In July 2019, together with SWACS and joined by the University of Aberdeen’s Northern Picts Project and EAFS geophysics, we investigated three of the Wemyss Caves and the promontory next to MacDuff’s Castle. The aim of these new excavations of the Wemyss Caves scheduled monument was to learn more about the archaeology of Court Cave and Doo Cave, which have never been archaeologically investigated before, and take another look and obtain further samples from Sliding Cave.
The Northern Picts team re-examined archaeological deposits in the Sliding Cave, first excavated by the Time Team in 2004. A radiocarbon date of 240-400AD from the original dig had provided tantalising evidence for the age of Pictish carvings in the cave. We hope new dates and analysis on material recovered this time around will refine the age of the Pictish carvings and shed light on what the cave was used for.

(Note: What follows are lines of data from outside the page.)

use accounts::{AccountsContextExt, Credentials, RegistrationForm, Role};
use clap::Parser;
use desk::{Cli, build_context};
use framework::prelude::*;
use roster::{RosterContextExt, TrainerId};

fn cli(args: &[&str]) -> Result<Cli> {
    Cli::try_parse_from(std::iter::once("desk").chain(args.iter().copied()))
        .map_err(|e| Error::Command(e.to_string()))
}

fn credentials(email: &str, password: &str) -> Credentials {
    Credentials {
        email: email.into(),
        password: password.into(),
    }
}

#[test]
fn trailing_words_become_the_command() -> Result<()> {
    let parsed = cli(&["--in-memory", "trainer", "show", "--id", "2", "--admin"])?;
    assert!(parsed.in_memory);
    assert_eq!(parsed.command_line()?, "trainer show --id 2 --admin");

    let words = ["profile", "--id", "1", "availability", "Weekends only"];
    let quoted = cli(&words)?.command_line()?;
    assert_eq!(shlex::split(&quoted), Some(words.map(String::from).to_vec()));

    assert_eq!(cli(&[])?.command_line()?, "tui");
    Ok(())
}

#[test]
fn empty_store_is_seeded_from_the_bundled_roster() -> Result<()> {
    let mut context = build_context(&cli(&["--in-memory"])?)?;
    assert_eq!(context.trainers()?.len()?, 4);

    let text = context
        .execute("trainer show --id 2 --admin")?
        .text()
        .unwrap_or_default();
    assert!(text.contains("Red Flags:\n  - Late to two sessions\n  - Missing liability waiver"));
    Ok(())
}

#[test]
fn fixture_option_replaces_the_bundled_roster() -> Result<()> {
    let dir = tempfile::tempdir()?;
    let fixture = dir.path().join("roster.json");
    std::fs::write(
        &fixture,
        r#"{ "trainers": [ { "id": 9, "name": "Lee Park", "travelPreference": "Remote" } ] }"#,
    )?;

    let mut context = build_context(&cli(&[
        "--in-memory",
        "--fixture",
        fixture.to_str().ok_or(Error::new("temp path is not utf-8"))?,
    ])?)?;
    let all = context.trainers()?.all()?;
    assert_eq!(all.len(), 1);
    assert_eq!(all[0].id, TrainerId(9));
    assert!(!all[0].willing_to_travel());
    Ok(())
}

#[test]
fn accounts_come_from_the_options() -> Result<()> {
    let mut context = build_context(&cli(&[
        "--in-memory",
        "--admin-password",
        "hunter2",
        "--trainer-password",
        "train",
    ])?)?;

    let admin = context.sign_in(&credentials("admin@example.com", "hunter2"), Role::Admin)?;
    assert_eq!(admin.role(), Role::Admin);

    let priya = context.sign_in(&credentials("priya.raman@example.com", "train"), Role::Trainer)?;
    assert_eq!(priya.trainer(), Some(TrainerId(3)));
    assert!(matches!(
        context.sign_in(&credentials("priya.raman@example.com", "train"), Role::Admin),
        Err(Error::Auth(_))
    ));
    Ok(())
}

#[test]
fn no_admin_password_means_no_admin() -> Result<()> {
    let mut context = build_context(&cli(&["--in-memory"])?)?;
    let refused = context.sign_in(&credentials("admin@example.com", ""), Role::Admin);
    assert!(matches!(refused, Err(Error::Auth(_))));
    Ok(())
}

#[test]
fn registration_cannot_claim_a_rostered_trainer() -> Result<()> {
    let dir = tempfile::tempdir()?;
    let db = dir.path().join("trainers.db");
    let db = db.to_str().ok_or(Error::new("temp path is not utf-8"))?;

    {
        let mut context = build_context(&cli(&["--db", db])?)?;
        let form = RegistrationForm {
            full_name: "Impostor".into(),
            email: "jane.alvarez@example.com".into(),
            phone: "555".into(),
            specialization: "Yoga".into(),
            experience: "2".into(),
            password: "mine".into(),
            confirm_password: "mine".into(),
        };
        assert!(matches!(context.register_trainer(&form), Err(Error::Validation(_))));
    }

    let mut context = build_context(&cli(&["--db", db, "--trainer-password", "pw"])?)?;
    assert_eq!(context.trainers()?.len()?, 4);
    let session = context.sign_in(&credentials("jane.alvarez@example.com", "pw"), Role::Trainer)?;
    assert_eq!(session.trainer(), Some(TrainerId(1)));
    Ok(())
}

#[test]
fn profile_edits_survive_a_restart() -> Result<()> {
    let dir = tempfile::tempdir()?;
    let db = dir.path().join("trainers.db");
    let db = db.to_str().ok_or(Error::new("temp path is not utf-8"))?;

    {
        let mut context = build_context(&cli(&["--db", db])?)?;
        context.execute("profile --id 1 add-skill Boxing")?;
        context.execute("profile --id 1 availability 'Evenings'")?;
    }

    let mut context = build_context(&cli(&["--db", db])?)?;
    assert_eq!(context.trainers()?.len()?, 4);
    let jane = context
        .trainers()?
        .get(TrainerId(1))?
        .ok_or(Error::new("trainer 1 missing"))?;
    assert_eq!(jane.skills.last().map(String::as_str), Some("Boxing"));
    assert_eq!(jane.availability, "Evenings");
    Ok(())
}

#[test]
fn parse_failures_are_command_errors() -> Result<()> {
    let mut context = build_context(&cli(&["--in-memory"])?)?;
    assert!(matches!(context.execute("trainer frobnicate"), Err(Error::Command(_))));
    assert!(matches!(context.execute("profile add-skill Yoga"), Err(Error::Command(_))));
    Ok(())
}

#[cfg(feature = "db_commands")]
#[test]
fn backup_copies_the_roster() -> Result<()> {
    let dir = tempfile::tempdir()?;
    let backup = dir.path().join("backup.db");
    let mut context = build_context(&cli(&["--in-memory"])?)?;
    context.execute(&format!("db backup --out-file '{}'", backup.display()))?;

    let backup = backup.to_str().ok_or(Error::new("temp path is not utf-8"))?;
    let mut restored = build_context(&cli(&["--db", backup])?)?;
    assert_eq!(restored.trainers()?.len()?, 4);
    Ok(())
}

Inside the Court Cave, a few fragments of medieval pottery were found in a slight hollow on the bedrock floor. All other deposits related to 19th and 20th century trample, suggesting the cave was kept very clean until relatively recently. The upper layers mainly comprised coal dust, and it is tempting to link this with the known use of the Court Cave as a regular place where miners played the gambling game of Toss up to the mid-20th century.
Finds from a trench outside the Court Cave entrance may give us a clue as to where material cleaned out of the cave ended up. Buried under more than a metre of slope wash, Janie and Kriss discovered butchered animal bone, medieval pottery and industrial residues from iron smelting.
Post excavation analysis and further research into this and all the other discoveries are underway and we will keep you posted.